In de tweede plaats is van belang dat de veroordeelde ook ruim de tijd heeft gehad om conform de voorwaarden te handelen. In zeven maanden heeft hij zelf geen dagbesteding geregeld, en op een voorstel van de reclassering is hij niet ingegaan. Aan de veroordeelde zijn meerdere kansen geboden, niet alleen waar het gaat om de dagbesteding, maar ook ten aanzien van de ambulante behandeling.

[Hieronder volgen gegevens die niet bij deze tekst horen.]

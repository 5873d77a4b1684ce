// src/db/pg_store.rs

use async_trait::async_trait;
use serde_json::Value;
use sqlx::{PgPool, Postgres, QueryBuilder};
use uuid::Uuid;

use crate::{
    common::error::{AppError, AppResult},
    db::store::{DataStore, Filter, Query, Row, Table},
};

/// `DataStore` sobre Postgres. As linhas saem como JSON (`row_to_json`) e
/// entram via `json_populate_record`, então o núcleo nunca monta SQL por
/// entidade.
#[derive(Clone)]
pub struct PgStore {
    pool: PgPool,
}

impl PgStore {
    pub fn new(pool: PgPool) -> Self {
        Self { pool }
    }
}

// Nomes de coluna vêm de critérios de filtro e das chaves das linhas.
// Só aceitamos identificadores simples.
fn column(name: &str) -> AppResult<&str> {
    let mut chars = name.chars();
    let valid_start = chars.next().is_some_and(|c| c.is_ascii_lowercase() || c == '_');
    if valid_start && chars.all(|c| c.is_ascii_lowercase() || c.is_ascii_digit() || c == '_') {
        Ok(name)
    } else {
        Err(AppError::Validation(format!("Campo inválido: '{}'", name)))
    }
}

// Comparação feita como texto: uuid, enum, bool e número têm
// representação textual estável no Postgres.
fn as_text(value: &Value) -> String {
    match value {
        Value::String(s) => s.clone(),
        other => other.to_string(),
    }
}

fn into_row(value: Value) -> AppResult<Row> {
    match value {
        Value::Object(row) => Ok(row),
        _ => Err(AppError::UpstreamError("linha não é um objeto JSON".into())),
    }
}

fn map_write_error(e: sqlx::Error) -> AppError {
    if let sqlx::Error::Database(db_err) = &e {
        if db_err.is_unique_violation() {
            return match db_err.constraint() {
                Some("users_email_key") => AppError::EmailAlreadyExists,
                _ => AppError::Validation("Registro duplicado.".into()),
            };
        }
        if db_err.is_foreign_key_violation() {
            return AppError::Validation("Referência a registro inexistente.".into());
        }
    }
    e.into()
}

#[async_trait]
impl DataStore for PgStore {
    async fn select(&self, table: Table, query: &Query) -> AppResult<Vec<Row>> {
        let mut qb: QueryBuilder<Postgres> = QueryBuilder::new(format!(
            "SELECT row_to_json(t)::jsonb FROM {} t",
            table.as_str()
        ));

        for (i, filter) in query.filters.iter().enumerate() {
            qb.push(if i == 0 { " WHERE " } else { " AND " });
            let field = column(filter.field())?;
            match filter {
                Filter::Eq(_, Value::Null) => {
                    qb.push(format!("t.{} IS NULL", field));
                }
                Filter::Eq(_, value) => {
                    qb.push(format!("t.{}::text = ", field));
                    qb.push_bind(as_text(value));
                }
                Filter::In(_, values) => {
                    qb.push(format!("t.{}::text = ANY(", field));
                    qb.push_bind(values.iter().map(as_text).collect::<Vec<_>>());
                    qb.push(")");
                }
            }
        }

        if let Some(sort) = &query.order {
            let direction = if sort.ascending { "ASC" } else { "DESC" };
            qb.push(format!(" ORDER BY t.{} {} NULLS LAST", column(&sort.field)?, direction));
        }

        if let Some(limit) = query.limit {
            qb.push(" LIMIT ");
            qb.push_bind(limit as i64);
        }

        let rows = qb
            .build_query_scalar::<Value>()
            .fetch_all(&self.pool)
            .await?;

        rows.into_iter().map(into_row).collect()
    }

    async fn insert(&self, table: Table, row: Row) -> AppResult<Row> {
        let columns = row
            .keys()
            .map(|k| column(k))
            .collect::<AppResult<Vec<_>>>()?
            .join(", ");
        let name = table.as_str();

        // Só as colunas informadas: as demais recebem o DEFAULT da tabela.
        let sql = format!(
            "INSERT INTO {name} ({columns}) \
             SELECT {columns} FROM json_populate_record(NULL::{name}, $1::json) \
             RETURNING row_to_json({name}.*)::jsonb"
        );

        let inserted = sqlx::query_scalar::<_, Value>(&sql)
            .bind(Value::Object(row))
            .fetch_one(&self.pool)
            .await
            .map_err(map_write_error)?;

        into_row(inserted)
    }

    async fn update(&self, table: Table, id: Uuid, patch: Row) -> AppResult<Row> {
        let name = table.as_str();
        let mut columns = patch
            .keys()
            .filter(|k| k.as_str() != "id")
            .map(|k| column(k).map(str::to_string))
            .collect::<AppResult<Vec<String>>>()?;

        if columns.is_empty() {
            // Nada para alterar: devolve a linha atual.
            let query = Query::new().eq("id", id.to_string());
            return self
                .select(table, &query)
                .await?
                .pop()
                .ok_or(AppError::NotFound("Registro"));
        }

        let touch = if table.tracks_updates() && !columns.iter().any(|c| c == "updated_at") {
            ", updated_at = now()"
        } else {
            ""
        };
        columns.sort_unstable();
        let columns = columns.join(", ");

        let sql = format!(
            "UPDATE {name} SET ({columns}) = \
             (SELECT {columns} FROM json_populate_record(NULL::{name}, $1::json)){touch} \
             WHERE id = $2 \
             RETURNING row_to_json({name}.*)::jsonb"
        );

        let updated = sqlx::query_scalar::<_, Value>(&sql)
            .bind(Value::Object(patch))
            .bind(id)
            .fetch_optional(&self.pool)
            .await
            .map_err(map_write_error)?
            .ok_or(AppError::NotFound("Registro"))?;

        into_row(updated)
    }

    async fn delete(&self, table: Table, id: Uuid) -> AppResult<()> {
        let result = sqlx::query(&format!("DELETE FROM {} WHERE id = $1", table.as_str()))
            .bind(id)
            .execute(&self.pool)
            .await?;

        if result.rows_affected() == 0 {
            return Err(AppError::NotFound("Registro"));
        }
        Ok(())
    }
}

#[cfg(test)]
mod tests {
    use super::*;

    #[test]
    fn rejects_suspicious_column_names() {
        assert!(column("tenant_id").is_ok());
        assert!(column("tenant_id; DROP TABLE users").is_err());
        assert!(column("Tenant").is_err());
        assert!(column("").is_err());
    }
}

In de derde plaats is voor het slagen van een voorwaardelijk traject van belang dat er sprake is van openheid, eerlijkheid en respect tegenover de hulpverlenende instanties. In het reclasseringsadvies valt te lezen dat de veroordeelde de reclasseringsmedewerker op bijzonder grove wijze heeft uitgescholden, toen de veroordeelde vernam dat de reclassering een advies zou geven dat hem niet zinde. De reclassering heeft mede op basis hiervan geconcludeerd dat een gezonde samenwerking met de veroordeelde niet mogelijk is.
Al het voorgaande in ogenschouw genomen, is de rechtbank van oordeel dat het openbaar ministerie in redelijkheid tot gehele herroeping van de voorwaardelijke invrijheidstelling heeft kunnen beslissen.

Beslissing

De rechtbank verklaart het bezwaar ongegrond.
Deze beslissing is gegeven door
mr. S. Pereth, politierechter,
in tegenwoordigheid van S.D. Soekhoe, griffier,
en in het openbaar uitgesproken op 23 september 2025.